School has restarted at the Fairfield Area School District (FASD) and as of Monday there had been no reported cases of COVID-19.
“We have been very lucky. We haven’t had any tests come back positive,” said district superintendent Michael Adamek. “We’ve had some symptoms. We’ve had a few folks go home and be tested and they’ve come back negative. We’ve communicated with the families and worked with them.”
Adamek said the district is still recommending following the current A/B hybrid schedule with virtual Mondays.
“We’re looking at the best way to have our kids in front of their teachers as much as possible,” said Adamek.
Principal Brian McDowell said things were also going well at the high school. “School is moving along well. We’re starting to settle into a groove. They’re doing fine with masks and everything we’re asking them to do,” said McDowell.
“The teachers are doing an excellent job of adjusting on the fly. We’re all learning something new at this point. We’re encountering parents that are positive and trying to work through to a conclusion,” said McDowell.
Middle School Principal Patricia Weber acknowledge some difficulties with the online Fairfield Area Cyber Education (FACE) system. “We are experiencing learning curves with FACE. I know parents and students are experience some technical issues. We’re addressing those. We appreciate everyone’s patience and understanding,” said Weber.

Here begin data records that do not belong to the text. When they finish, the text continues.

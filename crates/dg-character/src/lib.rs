//! dg Character: patients, ghosts, and the economy between them.
//!
//! A patient is the human a player plays; a ghost is the entity that
//! inhabits a patient and carries a snapshot of the patient it came from.
//! Patients disclose only their soul-color archive (the SWAP file); ghost
//! origin fields stay hidden until the DM unlocks them.

pub mod domain;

Elementary School Principal Barbara Richwine said the elementary school students were “falling into a great routine.”
Sports Events Attendance and Streaming Revisited
During public comment, Fairfield resident Jack Liller asked if it would be possible to allow some visitors into the away stands at the football games. “The CDC says we have to follow social distancing rules. But our football field sits there with bleachers on the visitors’ side that are completely empty,” said Liller.
Adamek responded that there was an agreement among the school districts that the visitor’s stands would not be used at the games. Athletic Director Crystal Heller was not at the meeting to respond to Liller’s comment.
Liller also suggested that a company might be hired to install video cameras on the football field which would allow people to watch the games from home. He proposed using a company that would set up the cameras and in which people would pay a monthly fee to watch the live streams or to record the games.
Liller said the cost of the installation to the district would be for installation, power, and internet service and that the district would get 30 percent of the revenue.
McDowell said the district had already looked into the service but that there was a backlog in getting the system installed and that the current system of streaming the game via YouTube, manned by volunteers, would remain in place for now.
Business Manager Amy Simmons said between 30 and 40 families were using the daily free lunch service offered by the district.
Charles Stangor is Gettysburg News’s Publisher and Editor in Chief.